[Collected data entries]
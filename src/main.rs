//! promptlift - prompt enhancer for ChatGPT and Gemini
//!
//! Main entry point for the promptlift CLI.

mod cli;
mod clipboard;
mod cmd_key;
mod cmd_prompt;
mod context;

use std::process::ExitCode;

use clap::Parser;
use tracing::{error, Subscriber};
use tracing_appender::rolling::{RollingFileAppender, Rotation};
use tracing_subscriber::filter::filter_fn;
use tracing_subscriber::fmt::MakeWriter;
use tracing_subscriber::registry::LookupSpan;
use tracing_subscriber::{fmt, layer::SubscriberExt, util::SubscriberInitExt, EnvFilter, Layer};

use promptlift_config::ConfigLoader;
use promptlift_relay::ControlError;

use cli::{Cli, Commands};
use cmd_key::handle_key_command;
use cmd_prompt::{prompt_copy, prompt_enhance, prompt_import, prompt_insert, prompt_polish};
use context::load_config;

/// Target of the final error report. The user already sees it on stderr,
/// so it is written to the log file only.
const EXIT_TARGET: &str = "promptlift::exit";

/// Console layer: everything except the final error report.
fn console_layer<S, W>(writer: W) -> impl Layer<S>
where
    S: Subscriber + for<'a> LookupSpan<'a>,
    W: for<'w> MakeWriter<'w> + 'static,
{
    fmt::layer()
        .with_writer(writer)
        .with_target(false)
        .with_filter(filter_fn(|meta| meta.target() != EXIT_TARGET))
}

/// Initialize tracing with stderr and file output.
///
/// Log files are written to ~/.promptlift/logs/ with daily rotation.
fn init_tracing() -> anyhow::Result<()> {
    let log_dir = ConfigLoader::app_dir().join("logs");
    std::fs::create_dir_all(&log_dir)?;

    let file_appender = RollingFileAppender::builder()
        .rotation(Rotation::DAILY)
        .filename_prefix("promptlift")
        .filename_suffix("log")
        .max_log_files(30)
        .build(&log_dir)?;

    let (non_blocking, guard) = tracing_appender::non_blocking(file_appender);

    // Flushes the file writer on exit.
    static GUARD: std::sync::OnceLock<tracing_appender::non_blocking::WorkerGuard> =
        std::sync::OnceLock::new();
    let _ = GUARD.set(guard);

    let env_filter = EnvFilter::try_from_default_env().unwrap_or_else(|_| EnvFilter::new("info"));

    tracing_subscriber::registry()
        .with(env_filter)
        .with(console_layer(std::io::stderr))
        .with(fmt::layer().with_writer(non_blocking).with_ansi(false))
        .init();

    Ok(())
}

async fn run(cli: Cli) -> anyhow::Result<()> {
    let config = load_config(cli.config.as_deref())?;
    let tab = cli.tab.as_deref();

    match cli.command {
        Commands::Key { action } => handle_key_command(action, &config),
        Commands::Import => prompt_import(&config, tab).await,
        Commands::Enhance { text } => prompt_enhance(&config, tab, text).await,
        Commands::Polish { dry_run, copy } => prompt_polish(&config, tab, dry_run, copy).await,
        Commands::Insert { text } => prompt_insert(&config, tab, &text).await,
        Commands::Copy { text } => prompt_copy(&config, &text),
    }
}

#[tokio::main]
async fn main() -> ExitCode {
    let cli = Cli::parse();

    if let Err(e) = init_tracing() {
        eprintln!("Failed to set up logging: {e}");
    }

    match run(cli).await {
        Ok(()) => ExitCode::SUCCESS,
        Err(e) => {
            error!(target: EXIT_TARGET, "{:#}", e);
            match e.downcast_ref::<ControlError>() {
                Some(control) => eprintln!("{}", control.user_message()),
                None => eprintln!("Error: {:#}", e),
            }
            ExitCode::FAILURE
        }
    }
}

▶ Exercise description
Look through the entries and find each line that has the string "LookupSpan". Copy those lines.

▶ Response area
use tracing_subscriber::registry::LookupSpan;
    S: Subscriber + for<'a> LookupSpan<'a>,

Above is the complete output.